**Data for the task**:
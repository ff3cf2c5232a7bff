use axum::http::{HeaderMap, HeaderName};

/// Connection-identifying headers set by the edge or the client. The backend
/// must derive these from its own transport, so they are never forwarded.
pub const FORWARD_STRIP_HEADERS: &[&str] = &[
    "host",
    "cf-connecting-ip",
    "x-forwarded-for",
    "x-forwarded-proto",
];

/// Framing headers scoped to the inbound connection. The upstream client
/// frames the outbound body itself.
const REQUEST_FRAMING_HEADERS: &[&str] = &[
    "connection",
    "keep-alive",
    "te",
    "trailer",
    "transfer-encoding",
    "upgrade",
    "content-length",
];

/// Framing headers scoped to the upstream connection. The relayed body is
/// re-framed by the server.
const RESPONSE_FRAMING_HEADERS: &[&str] = &[
    "connection",
    "keep-alive",
    "trailer",
    "transfer-encoding",
    "upgrade",
];

fn is_listed(name: &HeaderName, list: &[&str]) -> bool {
    // HeaderName is always lowercase
    list.contains(&name.as_str())
}

/// Whether an inbound request header is dropped before forwarding.
pub fn is_stripped_request_header(name: &HeaderName) -> bool {
    is_listed(name, FORWARD_STRIP_HEADERS) || is_listed(name, REQUEST_FRAMING_HEADERS)
}

/// Whether an upstream response header is dropped before relaying.
pub fn is_stripped_response_header(name: &HeaderName) -> bool {
    is_listed(name, RESPONSE_FRAMING_HEADERS)
}

/// Copy of `headers` without the stripped names. The inbound map is left as is;
/// repeated values keep their order.
pub fn outbound_request_headers(headers: &HeaderMap) -> HeaderMap {
    copy_without(headers, is_stripped_request_header)
}

/// Copy of upstream response headers without connection framing.
pub fn relayed_response_headers(headers: &HeaderMap) -> HeaderMap {
    copy_without(headers, is_stripped_response_header)
}

fn copy_without(headers: &HeaderMap, stripped: fn(&HeaderName) -> bool) -> HeaderMap {
    let mut copy = HeaderMap::with_capacity(headers.len());
    for (name, value) in headers {
        if !stripped(name) {
            copy.append(name.clone(), value.clone());
        }
    }
    copy
}

#[cfg(test)]
mod tests {
    use super::*;
    use axum::http::{header, HeaderValue};

    fn inbound() -> HeaderMap {
        let mut headers = HeaderMap::new();
        headers.insert(header::HOST, HeaderValue::from_static("edge.example.com"));
        headers.insert("x-forwarded-for", HeaderValue::from_static("1.2.3.4"));
        headers.insert("x-forwarded-proto", HeaderValue::from_static("https"));
        headers.insert("cf-connecting-ip", HeaderValue::from_static("1.2.3.4"));
        headers.insert(header::CONTENT_LENGTH, HeaderValue::from_static("12"));
        headers.insert(header::CONNECTION, HeaderValue::from_static("keep-alive"));
        headers.insert(header::AUTHORIZATION, HeaderValue::from_static("Bearer abc"));
        headers.append(header::ACCEPT, HeaderValue::from_static("application/json"));
        headers.append(header::ACCEPT, HeaderValue::from_static("text/plain"));
        headers.insert("x-real-ip", HeaderValue::from_static("1.2.3.4"));
        headers
    }

    #[test]
    fn test_edge_headers_removed() {
        let outbound = outbound_request_headers(&inbound());

        for name in FORWARD_STRIP_HEADERS {
            assert!(!outbound.contains_key(*name), "{} was forwarded", name);
        }
        assert!(!outbound.contains_key(header::CONTENT_LENGTH));
        assert!(!outbound.contains_key(header::CONNECTION));
    }

    #[test]
    fn test_other_headers_pass_through_in_order() {
        let source = inbound();
        let outbound = outbound_request_headers(&source);

        assert_eq!(outbound[header::AUTHORIZATION], "Bearer abc");
        assert_eq!(outbound["x-real-ip"], "1.2.3.4");
        let accept: Vec<_> = outbound.get_all(header::ACCEPT).iter().collect();
        assert_eq!(accept, vec!["application/json", "text/plain"]);

        // the inbound map is untouched
        assert!(source.contains_key(header::HOST));
    }

    #[test]
    fn test_response_framing_removed() {
        let mut upstream = HeaderMap::new();
        upstream.insert(header::TRANSFER_ENCODING, HeaderValue::from_static("chunked"));
        upstream.insert(header::CONNECTION, HeaderValue::from_static("close"));
        upstream.insert(header::LOCATION, HeaderValue::from_static("/login"));
        upstream.insert(header::CONTENT_LENGTH, HeaderValue::from_static("5"));

        let relayed = relayed_response_headers(&upstream);
        assert!(!relayed.contains_key(header::TRANSFER_ENCODING));
        assert!(!relayed.contains_key(header::CONNECTION));
        assert_eq!(relayed[header::LOCATION], "/login");
        assert_eq!(relayed[header::CONTENT_LENGTH], "5");
    }
}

**Prompt**:
Wherever the word "proto" appears in the entries above, copy that line.

**Answer area**:
    "x-forwarded-proto",
        headers.insert("x-forwarded-proto", HeaderValue::from_static("https"));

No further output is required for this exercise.